Records contained in a dataset:
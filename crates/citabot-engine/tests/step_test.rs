mod common;

use citabot_engine::invoker::ClickStrategy;
use citabot_engine::selector::Selector;
use citabot_engine::step::{Requirement, StepStatus, UiStep};
use citabot_engine::verifier::Verification;
use citabot_engine::wait::WaitPolicy;
use common::MockBackend;
use std::time::Duration;

fn step(candidates: Vec<Selector>, verify: Verification) -> UiStep {
    let policy = WaitPolicy::new(Duration::ZERO, Duration::from_millis(1));
    UiStep {
        name: "test step",
        requirement: Requirement::Required,
        candidates,
        strategies: vec![ClickStrategy::Scripted],
        reveal_ids: vec![],
        scroll_first: false,
        verify,
        resolve_policy: policy,
        verify_policy: policy,
    }
}

#[tokio::test]
async fn completed_when_click_and_verification_succeed() {
    let mut mock = MockBackend::new();
    mock.add(None, "open_menu").on_click = common::ClickEffect::Show(vec!["menu"]);
    mock.add(None, "menu").visible = false;

    let step = step(
        vec![Selector::id("open_menu")],
        Verification::visible(Selector::id("menu").presence()),
    );
    let record = step.run(&mut mock).await.unwrap();

    assert_eq!(record.status, StepStatus::Completed);
    assert_eq!(record.strategy, Some(ClickStrategy::Scripted));
}

#[tokio::test]
async fn missing_element_reports_not_found() {
    let mut mock = MockBackend::new();
    let step = step(vec![Selector::id("nope")], Verification::none());
    let record = step.run(&mut mock).await.unwrap();

    assert_eq!(record.status, StepStatus::NotFound);
    assert!(record.strategy.is_none());
    assert!(mock.click_log.is_empty(), "nothing was clicked");
}

#[tokio::test]
async fn click_without_observable_change_is_unconfirmed() {
    let mut mock = MockBackend::new();
    mock.add(None, "button");

    // The click executes, but the element it should reveal never appears.
    let step = step(
        vec![Selector::id("button")],
        Verification::visible(Selector::id("menu_that_never_opens").presence()),
    );
    let record = step.run(&mut mock).await.unwrap();

    assert_eq!(record.status, StepStatus::Unconfirmed);
    assert_eq!(record.strategy, Some(ClickStrategy::Scripted));
}

#[tokio::test]
async fn all_strategies_failing_is_click_exhausted() {
    let mut mock = MockBackend::new();
    mock.add(None, "button");
    mock.fail_clicks = true;

    let step = step(vec![Selector::id("button")], Verification::none());
    let record = step.run(&mut mock).await.unwrap();

    assert_eq!(record.status, StepStatus::ClickExhausted);
}

#[tokio::test]
async fn stale_element_is_re_resolved_once() {
    let mut mock = MockBackend::new();
    let handle = mock.add(None, "button").handle;
    mock.stale_once.insert(handle);

    let step = step(vec![Selector::id("button")], Verification::none());
    let record = step.run(&mut mock).await.unwrap();

    assert_eq!(record.status, StepStatus::Completed);
    assert_eq!(
        mock.click_log.len(),
        2,
        "one stale attempt, one successful retry"
    );
}
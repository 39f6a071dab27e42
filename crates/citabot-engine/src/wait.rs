use std::time::Duration;
use tokio::time::Instant;

/// Bounded polling parameters. Every wait in the engine is bounded; a policy
/// with a zero timeout degenerates to a single probe.
#[derive(Debug, Clone, Copy, PartialEq, Eq)]
pub struct WaitPolicy {
    pub timeout: Duration,
    pub interval: Duration,
}

impl WaitPolicy {
    pub fn new(timeout: Duration, interval: Duration) -> Self {
        Self { timeout, interval }
    }

    pub fn deadline(&self) -> Instant {
        Instant::now() + self.timeout
    }
}

impl Default for WaitPolicy {
    fn default() -> Self {
        Self {
            timeout: Duration::from_secs(10),
            interval: Duration::from_millis(500),
        }
    }
}

#[cfg(test)]
mod tests {
    use super::*;

    #[tokio::test]
    async fn deadline_is_now_plus_timeout() {
        let policy = WaitPolicy::new(Duration::from_secs(5), Duration::from_millis(10));
        let before = Instant::now();
        let deadline = policy.deadline();
        assert!(deadline >= before + policy.timeout);
        assert!(deadline <= Instant::now() + policy.timeout);
    }

    #[tokio::test]
    async fn zero_timeout_deadline_is_already_due() {
        let policy = WaitPolicy::new(Duration::ZERO, Duration::from_millis(10));
        let deadline = policy.deadline();
        assert!(Instant::now() >= deadline);
    }
}
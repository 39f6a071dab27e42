//! Sequenced flow controller: navigate, locate the form, run the booking
//! steps in order with asymmetric failure tolerance.

use crate::backend::{Backend, BackendError};
use crate::config::BookingConfig;
use crate::diagnostics;
use crate::scope::{Scope, ScopeManager};
use crate::selector::Selector;
use crate::site;
use crate::step::{Requirement, StepRecord};
use std::fmt;
use thiserror::Error;
use tokio::time::Instant;
use tracing::{debug, error, info, warn};

#[derive(Debug, Error)]
pub enum FlowError {
    #[error("backend launch failed: {0}")]
    Launch(BackendError),
    #[error("backend error: {0}")]
    Backend(#[from] BackendError),
}

#[derive(Debug, Clone, Copy, PartialEq, Eq)]
pub enum RunOutcome {
    Success,
    /// Required steps completed; one or more best-effort steps did not.
    CompletedWithWarnings,
    Failed,
}

impl fmt::Display for RunOutcome {
    fn fmt(&self, f: &mut fmt::Formatter<'_>) -> fmt::Result {
        let name = match self {
            RunOutcome::Success => "success",
            RunOutcome::CompletedWithWarnings => "completed with warnings",
            RunOutcome::Failed => "failed",
        };
        f.write_str(name)
    }
}

#[derive(Debug)]
pub struct RunReport {
    pub outcome: RunOutcome,
    pub scope: Scope,
    pub steps: Vec<StepRecord>,
    pub failed_step: Option<&'static str>,
}

impl RunReport {
    pub const LOCATE_FORM: &'static str = "locate booking form";

    fn form_not_found() -> Self {
        Self {
            outcome: RunOutcome::Failed,
            scope: Scope::Top,
            steps: Vec::new(),
            failed_step: Some(Self::LOCATE_FORM),
        }
    }

    pub fn succeeded(&self) -> bool {
        self.outcome != RunOutcome::Failed
    }
}

pub struct FlowController {
    config: BookingConfig,
}

impl FlowController {
    pub fn new(config: BookingConfig) -> Self {
        Self { config }
    }

    /// Run the whole sequence. Expected failures (form missing, required step
    /// not completing) are reported through the `RunReport`; only driver-level
    /// failures surface as errors.
    pub async fn run<B: Backend + ?Sized>(
        &self,
        backend: &mut B,
    ) -> Result<RunReport, FlowError> {
        let Some(scope) = self.locate_form(backend).await? else {
            error!("booking form not found on any candidate page or frame");
            return Ok(RunReport::form_not_found());
        };
        info!(?scope, "booking form located");

        self.nudge(backend).await?;

        let mut steps = Vec::new();
        let mut warnings = false;

        for step in site::booking_steps(&self.config) {
            info!(step = step.name, "running step");
            let record = step.run(backend).await?;

            if record.succeeded() {
                info!(step = step.name, strategy = ?record.strategy, "step completed");
                steps.push(record);
                continue;
            }

            match step.requirement {
                Requirement::Required => {
                    error!(step = step.name, status = ?record.status, "required step failed");
                    diagnostics::dump(backend).await;
                    steps.push(record);
                    return Ok(RunReport {
                        outcome: RunOutcome::Failed,
                        scope,
                        steps,
                        failed_step: Some(step.name),
                    });
                }
                Requirement::BestEffort => {
                    warn!(
                        step = step.name,
                        status = ?record.status,
                        "optional step did not complete, continuing"
                    );
                    warnings = true;
                    steps.push(record);
                }
            }
        }

        let outcome = if warnings {
            RunOutcome::CompletedWithWarnings
        } else {
            RunOutcome::Success
        };
        info!(%outcome, "booking flow finished");
        Ok(RunReport {
            outcome,
            scope,
            steps,
            failed_step: None,
        })
    }

    /// Open the primary URL (falling back through the alternates) and find
    /// which document scope holds the form markers. Leaves the backend
    /// switched into the committed scope.
    async fn locate_form<B: Backend + ?Sized>(
        &self,
        backend: &mut B,
    ) -> Result<Option<Scope>, BackendError> {
        let markers = site::form_markers();
        for url in self.config.candidate_urls() {
            match backend.navigate(url).await {
                Ok(nav) => info!(url = %nav.url, title = %nav.title, "page opened"),
                Err(e) if e.is_fatal() => return Err(e),
                Err(e) => {
                    warn!(%url, "navigation failed: {e}");
                    continue;
                }
            }

            self.wait_for_ready(backend).await?;

            let mut scopes = ScopeManager::new();
            match scopes
                .find_form_scope(backend, &markers, &self.config.probe_policy())
                .await?
            {
                Some(scope) => return Ok(Some(scope)),
                None => warn!(%url, "form markers absent in page and frames"),
            }
        }
        Ok(None)
    }

    async fn wait_for_ready<B: Backend + ?Sized>(
        &self,
        backend: &mut B,
    ) -> Result<(), BackendError> {
        let policy = self.config.ready_policy();
        let deadline = policy.deadline();
        loop {
            match backend.page_ready().await {
                Ok(true) => return Ok(()),
                Ok(false) => {}
                Err(e) if e.is_fatal() => return Err(e),
                Err(e) => debug!("readiness probe failed: {e}"),
            }
            if Instant::now() >= deadline {
                warn!("page never reported ready, continuing anyway");
                return Ok(());
            }
            tokio::time::sleep(policy.interval).await;
        }
    }

    /// Scroll down and back and click the body once. The form's dropdown
    /// markup is generated lazily and sometimes needs a user gesture before
    /// it exists at all.
    async fn nudge<B: Backend + ?Sized>(&self, backend: &mut B) -> Result<(), BackendError> {
        for y in [400, 0] {
            match backend.scroll_to(y).await {
                Ok(()) => {}
                Err(e) if e.is_fatal() => return Err(e),
                Err(e) => {
                    debug!("scroll nudge failed: {e}");
                    return Ok(());
                }
            }
            tokio::time::sleep(self.config.probe_policy().interval).await;
        }

        match backend.find(&Selector::css("body").presence()).await {
            Ok(Some(body)) => {
                if let Err(e) = backend.click_scripted(body.handle).await {
                    if e.is_fatal() {
                        return Err(e);
                    }
                    debug!("body click nudge failed: {e}");
                }
            }
            Ok(None) => {}
            Err(e) if e.is_fatal() => return Err(e),
            Err(e) => debug!("body lookup failed: {e}"),
        }
        Ok(())
    }
}
pub mod backend;
pub mod config;
pub mod diagnostics;
pub mod flow;
pub mod invoker;
pub mod resolver;
pub mod scope;
pub mod selector;
pub mod session;
pub mod site;
pub mod step;
pub mod verifier;
pub mod wait;
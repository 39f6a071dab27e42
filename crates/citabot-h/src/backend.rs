use crate::cdp::CdpClient;
use crate::probe;
use async_trait::async_trait;
use citabot_engine::backend::{Backend, BackendError, ElementState, NavigationResult};
use citabot_engine::selector::Selector;
use serde_json::{Value, json};
use tracing::info;

/// Chromium-backed driver. The navigation scope (top document or one iframe)
/// lives here and is applied to every probe call; `navigate` resets it.
pub struct HeadlessBackend {
    client: Option<CdpClient>,
    visible: bool,
    frame: Option<usize>,
}

impl HeadlessBackend {
    pub fn new(visible: bool) -> Self {
        Self {
            client: None,
            visible,
            frame: None,
        }
    }

    fn client(&self) -> Result<&CdpClient, BackendError> {
        self.client.as_ref().ok_or(BackendError::NotReady)
    }

    fn scope_arg(&self) -> Value {
        match self.frame {
            Some(index) => json!(index),
            None => Value::Null,
        }
    }

    /// Probe calls that report a boolean "element still there" flag.
    async fn handle_call(&self, method: &str, handle: u64) -> Result<(), BackendError> {
        let page = &self.client()?.page;
        let value = probe::call(page, method, &[self.scope_arg(), json!(handle)]).await?;
        match value.as_bool() {
            Some(true) => Ok(()),
            _ => Err(BackendError::StaleElement),
        }
    }

    async fn navigation_result(&self) -> Result<NavigationResult, BackendError> {
        let page = &self.client()?.page;
        let title = page
            .get_title()
            .await
            .unwrap_or_default()
            .unwrap_or_default();
        let url = page
            .url()
            .await
            .map_err(|e| BackendError::Navigation(e.to_string()))?
            .unwrap_or_default();
        Ok(NavigationResult { url, title })
    }
}

#[async_trait]
impl Backend for HeadlessBackend {
    async fn launch(&mut self) -> Result<(), BackendError> {
        info!("Launching Chromium session...");
        let client = CdpClient::launch(self.visible)
            .await
            .map_err(|e| BackendError::Fatal(e.to_string()))?;
        self.client = Some(client);
        Ok(())
    }

    async fn close(&mut self) -> Result<(), BackendError> {
        if let Some(client) = self.client.take() {
            client
                .close()
                .await
                .map_err(|e| BackendError::Fatal(e.to_string()))?;
        }
        Ok(())
    }

    async fn navigate(&mut self, url: &str) -> Result<NavigationResult, BackendError> {
        let client = self.client()?;
        info!("Navigating to: {}", url);
        client
            .page
            .goto(url)
            .await
            .map_err(|e| BackendError::Navigation(e.to_string()))?;
        self.frame = None;
        self.navigation_result().await
    }

    async fn find(&mut self, selector: &Selector) -> Result<Option<ElementState>, BackendError> {
        let page = &self.client()?.page;
        let value = probe::call(
            page,
            "find",
            &[
                self.scope_arg(),
                json!(selector.by.as_str()),
                json!(selector.expr),
            ],
        )
        .await?;
        if value.is_null() {
            return Ok(None);
        }
        let state: ElementState = serde_json::from_value(value)
            .map_err(|e| BackendError::Script(format!("malformed element state: {e}")))?;
        Ok(Some(state))
    }

    async fn scroll_into_view(&mut self, handle: u64) -> Result<(), BackendError> {
        self.handle_call("scrollIntoView", handle).await
    }

    async fn click_native(&mut self, handle: u64) -> Result<(), BackendError> {
        use chromiumoxide::cdp::browser_protocol::input::{
            DispatchMouseEventParams, DispatchMouseEventType, MouseButton,
        };

        let page = &self.client()?.page;
        let center = probe::call(page, "center", &[self.scope_arg(), json!(handle)]).await?;
        if center.is_null() {
            return Err(BackendError::StaleElement);
        }
        let x = center["x"].as_f64().unwrap_or_default();
        let y = center["y"].as_f64().unwrap_or_default();

        for kind in [
            DispatchMouseEventType::MousePressed,
            DispatchMouseEventType::MouseReleased,
        ] {
            let event = DispatchMouseEventParams::builder()
                .r#type(kind)
                .x(x)
                .y(y)
                .button(MouseButton::Left)
                .click_count(1)
                .build()
                .map_err(|e| BackendError::Script(format!("failed to build mouse event: {e:?}")))?;
            page.execute(event)
                .await
                .map_err(|e| BackendError::Script(format!("mouse event failed: {e}")))?;
        }
        Ok(())
    }

    async fn click_scripted(&mut self, handle: u64) -> Result<(), BackendError> {
        self.handle_call("clickScripted", handle).await
    }

    async fn dispatch_click(&mut self, handle: u64) -> Result<(), BackendError> {
        self.handle_call("dispatchClick", handle).await
    }

    async fn force_visible(&mut self, ids: &[&str]) -> Result<bool, BackendError> {
        let page = &self.client()?.page;
        let value = probe::call(page, "forceVisible", &[self.scope_arg(), json!(ids)]).await?;
        Ok(value.as_bool().unwrap_or(false))
    }

    async fn frame_count(&mut self) -> Result<usize, BackendError> {
        let page = &self.client()?.page;
        let value = probe::call(page, "frameCount", &[]).await?;
        Ok(value.as_u64().unwrap_or(0) as usize)
    }

    async fn switch_to_frame(&mut self, index: usize) -> Result<(), BackendError> {
        let page = &self.client()?.page;
        let accessible = probe::call(page, "canEnter", &[json!(index)]).await?;
        if accessible.as_bool() != Some(true) {
            return Err(BackendError::Script(format!(
                "frame {index} is not accessible (missing or cross-origin)"
            )));
        }
        self.frame = Some(index);
        Ok(())
    }

    async fn switch_to_top(&mut self) -> Result<(), BackendError> {
        self.frame = None;
        Ok(())
    }

    async fn page_ready(&mut self) -> Result<bool, BackendError> {
        let page = &self.client()?.page;
        let value = probe::call(page, "ready", &[self.scope_arg()]).await?;
        Ok(value.as_bool().unwrap_or(false))
    }

    async fn scroll_to(&mut self, y: i64) -> Result<(), BackendError> {
        let page = &self.client()?.page;
        probe::call(page, "scrollTo", &[self.scope_arg(), json!(y)]).await?;
        Ok(())
    }

    async fn page_diagnostics(&mut self) -> Result<Value, BackendError> {
        let page = &self.client()?.page;
        probe::call(page, "diagnostics", &[self.scope_arg()]).await
    }
}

> **TASK PROMPT**
Which lines in the data hold the string "failures"? Copy each of them.

> **YOUR RESPONSE**
    /// Run the whole sequence. Expected failures (form missing, required step
    /// failures surface as errors.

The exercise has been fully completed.